New DCC Programming Track Installed

It’s been a while since I last posted any updates, but there’s been work happening although at a bit slower pace than previously.

The general setup that I had planned was that I’d have the layout wired for DCC with a DCC programming track back in the workshop. I could take engines back there and work on them on the workbench and program them as needed.

I purchased a DCC programming track made by GoodDealsDCC from Lombard Hobbies not long after I started building the layout. I wired jumpers using spade connectors to the programming track so that I could easily connect it to either my DC power pack or my Digitrax Zephyr Express. My plan for the longer term was to pickup a Sprog DCC controller for the workshop and hook my laptop up to that but that plan was for down the road.

Initially this solution worked fine, until I got the track down and could start running trains, and then it started to get irritating. The trouble with this idea was two fold.

  • Problem 1 – Until I got the Sprog controller I needed to disconnect the Zephyr from the layout and move it into the workshop where I then needed to screw in the feeder wires into the programming ports on the Zephyr – not hard to do, but annoying and in many ways defeated the purpose of the spade connectors to quickly connect and disconnect everything.
  • Problem 2 – The programming side of the Zephyr is only capable of programming a DCC decoder. Once you program it – you can’t test it with the Zephyr without disconnecting the programming ports and connecting the feed ports. Which in my case meant program the locomotive, then disconnect everything, go back to the train room, reconnect everything, and then test it. If it works – great… If it doesn’t you’re either trying to CV program on the main, or disconnecting everything and heading back into the workshop to start the process over again.

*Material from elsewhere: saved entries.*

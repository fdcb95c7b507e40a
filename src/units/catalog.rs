// Pattern catalog: per quantity kind, the ordered list of recognized notations.
// Each form carries a whole-string recognizer and a splitter that cuts an
// already-recognized string at its unit token.

use crate::units::types::QuantityKind;
use lazy_static::lazy_static;
use regex::Regex;

pub const INCHES_PER_FOOT: f64 = 12.0;
pub const INCHES_PER_METER: f64 = 39.370078;
pub const INCHES_PER_CENTIMETER: f64 = 0.39370078;
pub const INCHES_PER_MILLIMETER: f64 = 0.039370078;
pub const LBF_PER_KIP: f64 = 1000.0;
pub const LBF_PER_TON: f64 = 2000.0;
pub const LBF_PER_NEWTON: f64 = 0.224808943;
pub const LBF_PER_KILONEWTON: f64 = 224.808943;

// Unit token alternations, case-sensitive
pub(crate) const INCH: &str = r#"("|in|inch|inches)"#;
const FOOT_MARK: &str = r"('|ft|feet)";
const FOOT: &str = r"(ft|feet|foot)";
const INCH_WORD: &str = r"(in|inch|inches)";
const METER: &str = r"(m|meter|meters)";
const CENTIMETER: &str = r"(cm|centimeter|centimeters)";
const MILLIMETER: &str = r"(mm|millimeter|millimeters)";
const SQUARE_INCH: &str = r"(in\^2|inch\^2|in²|inch²)";
const POUND: &str = r"(lb|lbs|pound|pounds)";
const KIP: &str = r"(k|kip|kips)";
const TON: &str = r"(ton|tons)";
const NEWTON: &str = r"(n|newton|newtons)";
const KILONEWTON: &str = r"(kn|kns|killonewton|killonewtons|kilonewton|kilonewtons)";
// Between the force and length tokens of a moment: "kip-ft", "kip.ft", "kip ft", "kipft"
const MOMENT_SEP: &str = r"(-|\.|\s)?";
const PER: &str = r"\s?/\s?";

// Optional sign, digits, optional decimal part. Digits may be absent.
const LITERAL: &str = r"-?[0-9]*(\.[0-9]*)?";
// Leading whole feet of a compound length. A sign needs digits after it.
const FEET_LITERAL: &str = r"(-[0-9]+|[0-9]*)";

/// How a form's numeric literal(s) map to the canonical unit
#[derive(Debug, Clone, Copy, PartialEq)]
pub enum Conversion {
    /// `literal * multiplier / divisor`
    Scale { multiplier: f64, divisor: f64 },
    /// `a/b` inches
    InchFraction,
    /// feet * 12 + inches
    FeetInches,
    /// feet * 12 + inches + a/b
    FeetInchesFraction,
}

impl Conversion {
    const fn times(multiplier: f64) -> Self {
        Conversion::Scale {
            multiplier,
            divisor: 1.0,
        }
    }

    const fn ratio(multiplier: f64, divisor: f64) -> Self {
        Conversion::Scale {
            multiplier,
            divisor,
        }
    }
}

/// One recognized notation of a quantity kind
#[derive(Debug)]
pub struct UnitForm {
    pub kind: QuantityKind,
    pub name: &'static str,
    /// Anchored whole-string pattern
    pub recognizer: Regex,
    /// Unanchored unit-token pattern; the literal is everything before its first match
    pub splitter: Regex,
    pub conversion: Conversion,
}

impl UnitForm {
    /// `<literal> <unit>` with surrounding whitespace
    fn simple(
        kind: QuantityKind,
        name: &'static str,
        unit: &str,
        conversion: Conversion,
    ) -> Self {
        Self::new(
            kind,
            name,
            &format!(r"{}\s?{}", LITERAL, unit),
            unit,
            conversion,
        )
    }

    fn new(
        kind: QuantityKind,
        name: &'static str,
        body: &str,
        split: &str,
        conversion: Conversion,
    ) -> Self {
        Self {
            kind,
            name,
            recognizer: anchored(body),
            splitter: Regex::new(split).unwrap(),
            conversion,
        }
    }

    pub fn matches(&self, text: &str) -> bool {
        self.recognizer.is_match(text)
    }
}

fn anchored(body: &str) -> Regex {
    Regex::new(&format!(r"^\s*{}\s*$", body)).unwrap()
}

/// Rule for unit-less input: scale by `hinted` when the default-unit hint
/// names the kind's large unit, by `unhinted` otherwise.
#[derive(Debug)]
pub struct BareNumberRule {
    pub hint: Regex,
    pub hinted: f64,
    pub unhinted: f64,
}

lazy_static! {
    static ref LENGTH_FORMS: Vec<UnitForm> = {
        use QuantityKind::Length;
        vec![
            UnitForm::simple(Length, "inches", INCH, Conversion::times(1.0)),
            UnitForm::new(
                Length,
                "inch-fraction",
                &format!(r"-?[0-9]*/[0-9]*\s?{}", INCH),
                INCH,
                Conversion::InchFraction,
            ),
            UnitForm::simple(Length, "feet", FOOT_MARK, Conversion::times(INCHES_PER_FOOT)),
            // Inches digits are required so a lone "3'" stays with the feet form.
            // Signed feet are floored: "-1' 7\"" is -12 + 7 = -5".
            UnitForm::new(
                Length,
                "feet-inches",
                &format!(
                    r"{}\s?{}\s*[0-9]+(\s*|\s?{}\s*)",
                    FEET_LITERAL, FOOT_MARK, INCH
                ),
                FOOT_MARK,
                Conversion::FeetInches,
            ),
            UnitForm::new(
                Length,
                "feet-inches-fraction",
                &format!(
                    r"{}\s?{}\s*[0-9]*\s?[0-9]*/[0-9]*\s?{}",
                    FEET_LITERAL, FOOT_MARK, INCH
                ),
                FOOT_MARK,
                Conversion::FeetInchesFraction,
            ),
            UnitForm::simple(Length, "meters", METER, Conversion::times(INCHES_PER_METER)),
            UnitForm::simple(
                Length,
                "centimeters",
                CENTIMETER,
                Conversion::times(INCHES_PER_CENTIMETER),
            ),
            UnitForm::simple(
                Length,
                "millimeters",
                MILLIMETER,
                Conversion::times(INCHES_PER_MILLIMETER),
            ),
        ]
    };

    static ref FORCE_FORMS: Vec<UnitForm> = {
        use QuantityKind::Force;
        vec![
            UnitForm::simple(Force, "lbs", POUND, Conversion::times(1.0)),
            UnitForm::simple(Force, "kips", KIP, Conversion::times(LBF_PER_KIP)),
            UnitForm::simple(Force, "tons", TON, Conversion::times(LBF_PER_TON)),
            UnitForm::simple(Force, "newtons", NEWTON, Conversion::times(LBF_PER_NEWTON)),
            UnitForm::simple(
                Force,
                "kilonewtons",
                KILONEWTON,
                Conversion::times(LBF_PER_KILONEWTON),
            ),
        ]
    };

    static ref MOMENT_FORMS: Vec<UnitForm> = {
        use QuantityKind::Moment;
        let moment = |name: &'static str, force: &str, length: &str, conversion: Conversion| {
            UnitForm::simple(Moment, name, &format!("{}{}{}", force, MOMENT_SEP, length), conversion)
        };
        vec![
            moment("lb-in", POUND, INCH_WORD, Conversion::times(1.0)),
            moment("lb-ft", POUND, FOOT, Conversion::times(INCHES_PER_FOOT)),
            moment("kip-in", KIP, INCH_WORD, Conversion::times(LBF_PER_KIP)),
            moment(
                "kip-ft",
                KIP,
                FOOT,
                Conversion::times(LBF_PER_KIP * INCHES_PER_FOOT),
            ),
            moment(
                "n-m",
                NEWTON,
                METER,
                Conversion::times(INCHES_PER_METER * LBF_PER_NEWTON),
            ),
            moment(
                "kn-m",
                KILONEWTON,
                METER,
                Conversion::times(1000.0 * INCHES_PER_METER * LBF_PER_NEWTON),
            ),
        ]
    };

    static ref FORCE_PER_LENGTH_FORMS: Vec<UnitForm> = {
        use QuantityKind::ForcePerLength;
        let per = |name: &'static str, force: &str, length: &str, conversion: Conversion| {
            UnitForm::simple(ForcePerLength, name, &format!("{}{}{}", force, PER, length), conversion)
        };
        vec![
            per("lb/in", POUND, INCH_WORD, Conversion::times(1.0)),
            per("lb/ft", POUND, FOOT, Conversion::ratio(1.0, INCHES_PER_FOOT)),
            per("kip/in", KIP, INCH_WORD, Conversion::times(LBF_PER_KIP)),
            per("kip/ft", KIP, FOOT, Conversion::ratio(LBF_PER_KIP, INCHES_PER_FOOT)),
            per(
                "n/m",
                NEWTON,
                METER,
                Conversion::ratio(INCHES_PER_METER, LBF_PER_NEWTON),
            ),
            per(
                "kn/m",
                KILONEWTON,
                METER,
                Conversion::ratio(1000.0 * INCHES_PER_METER, LBF_PER_NEWTON),
            ),
        ]
    };

    static ref FORCE_PER_AREA_FORMS: Vec<UnitForm> = {
        use QuantityKind::ForcePerArea;
        vec![
            UnitForm::simple(
                ForcePerArea,
                "lb/in^2",
                &format!("{}{}{}", POUND, PER, SQUARE_INCH),
                Conversion::times(1.0),
            ),
            UnitForm::simple(
                ForcePerArea,
                "kip/in^2",
                &format!("{}{}{}", KIP, PER, SQUARE_INCH),
                Conversion::times(LBF_PER_KIP),
            ),
            UnitForm::simple(ForcePerArea, "ksi", "(ksi)", Conversion::times(LBF_PER_KIP)),
        ]
    };

    static ref LENGTH_BARE: BareNumberRule = BareNumberRule {
        hint: anchored(INCH),
        hinted: 1.0,
        unhinted: INCHES_PER_FOOT,
    };

    static ref FORCE_BARE: BareNumberRule = BareNumberRule {
        hint: anchored(KIP),
        hinted: LBF_PER_KIP,
        unhinted: 1.0,
    };

    static ref MOMENT_BARE: BareNumberRule = BareNumberRule {
        hint: anchored(&format!("{}{}{}", KIP, MOMENT_SEP, FOOT)),
        hinted: LBF_PER_KIP * INCHES_PER_FOOT,
        unhinted: 1.0,
    };

    static ref FORCE_PER_LENGTH_BARE: BareNumberRule = BareNumberRule {
        hint: anchored(&format!("{}{}{}", KIP, PER, FOOT)),
        hinted: LBF_PER_KIP / INCHES_PER_FOOT,
        unhinted: 1.0,
    };

    static ref FORCE_PER_AREA_BARE: BareNumberRule = BareNumberRule {
        hint: anchored(&format!("({}{}{}|ksi)", KIP, PER, SQUARE_INCH)),
        hinted: LBF_PER_KIP,
        unhinted: 1.0,
    };
}

/// Forms of a kind in the order they are tried
pub fn catalog(kind: QuantityKind) -> &'static [UnitForm] {
    match kind {
        QuantityKind::Length => LENGTH_FORMS.as_slice(),
        QuantityKind::Force => FORCE_FORMS.as_slice(),
        QuantityKind::Moment => MOMENT_FORMS.as_slice(),
        QuantityKind::ForcePerLength => FORCE_PER_LENGTH_FORMS.as_slice(),
        QuantityKind::ForcePerArea => FORCE_PER_AREA_FORMS.as_slice(),
    }
}

pub fn bare_number_rule(kind: QuantityKind) -> &'static BareNumberRule {
    match kind {
        QuantityKind::Length => &*LENGTH_BARE,
        QuantityKind::Force => &*FORCE_BARE,
        QuantityKind::Moment => &*MOMENT_BARE,
        QuantityKind::ForcePerLength => &*FORCE_PER_LENGTH_BARE,
        QuantityKind::ForcePerArea => &*FORCE_PER_AREA_BARE,
    }
}

/// Look up a form by name
pub fn find_form(kind: QuantityKind, name: &str) -> Option<&'static UnitForm> {
    catalog(kind).iter().find(|form| form.name == name)
}

#[cfg(test)]
mod tests {
    use super::*;

    #[test]
    fn test_form_names_are_unique() {
        for kind in QuantityKind::ALL {
            let forms = catalog(kind);
            for (i, form) in forms.iter().enumerate() {
                assert_eq!(form.kind, kind);
                assert!(
                    forms[i + 1..].iter().all(|other| other.name != form.name),
                    "duplicate form name {}",
                    form.name
                );
            }
        }
    }

    #[test]
    fn test_recognizers_are_anchored() {
        let inches = find_form(QuantityKind::Length, "inches").unwrap();
        assert!(inches.matches("3 in"));
        assert!(!inches.matches("3 in no good"));
        assert!(!inches.matches("inches3inches"));

        let newtons = find_form(QuantityKind::Force, "newtons").unwrap();
        assert!(newtons.matches("10 n"));
        assert!(!newtons.matches("10 kn"));
        assert!(!newtons.matches("10 ton"));
    }

    #[test]
    fn test_units_are_case_sensitive() {
        let meters = find_form(QuantityKind::Length, "meters").unwrap();
        assert!(meters.matches("1.2 m"));
        assert!(!meters.matches("1.2 M"));
    }

    #[test]
    fn test_bare_number_hints() {
        assert!(bare_number_rule(QuantityKind::Length).hint.is_match("in"));
        assert!(bare_number_rule(QuantityKind::Force).hint.is_match("kips"));
        assert!(!bare_number_rule(QuantityKind::Force).hint.is_match("kn"));
        assert!(bare_number_rule(QuantityKind::Moment).hint.is_match("kip-ft"));
        assert!(bare_number_rule(QuantityKind::ForcePerLength)
            .hint
            .is_match("kip/ft"));
        assert!(bare_number_rule(QuantityKind::ForcePerArea).hint.is_match("ksi"));
        assert!(bare_number_rule(QuantityKind::ForcePerArea)
            .hint
            .is_match("k/in^2"));
    }
}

Initially my solution was to grab a TV table and move it into the train room under the layout and put the test track on there. At about the same time it dawned on me that all I needed to connect my computer to the Zephyr Express was a USB-A to USB-C cable and I could use JMRI to start programming stuff instead of fumbling through the CV programmer on the Zephyr. This ended the dancing between the two rooms – but after bumping the test track with my laptop and having an engine fall off the track and onto the table, I also realized this was not a great solution either.

On the west side of the West Yard I had a stub of track down. It’s disconnected from the track plan, there’s no connection to anything. The idea was that this area is part of the museum, and not everything on display in a museum is operable – so why not put a few engines on this track on static display. I had a few old LifeLike and Bachmann engines that I’ll never convert to DCC, so why not stick them here. Plus if I decide to try my hand at weathering these old beaters are good candidates.

Then it dawned on me – why not take that stub, and wire it up as the DCC programming track? It could be part of the scenery when not being used for programming, but I’d have a programming track always wired up, in arms reach of the main layout. I wired up a switch under the layout, normally it’s off and the track has no power – and it serves as a static display for the museum. Pull the old engines off the track, flip the switch – and now I have a programming track.

There was another reason I wanted to put this track in – it’s the only bit of flex track on the whole layout. It’s also going to be a chance for me to try out ballasting track. If it goes well, I’ll probably ballast the Unitrak, but I wanted to start small. Plus at some point I may still pull out the Unitrak and shift to flex track.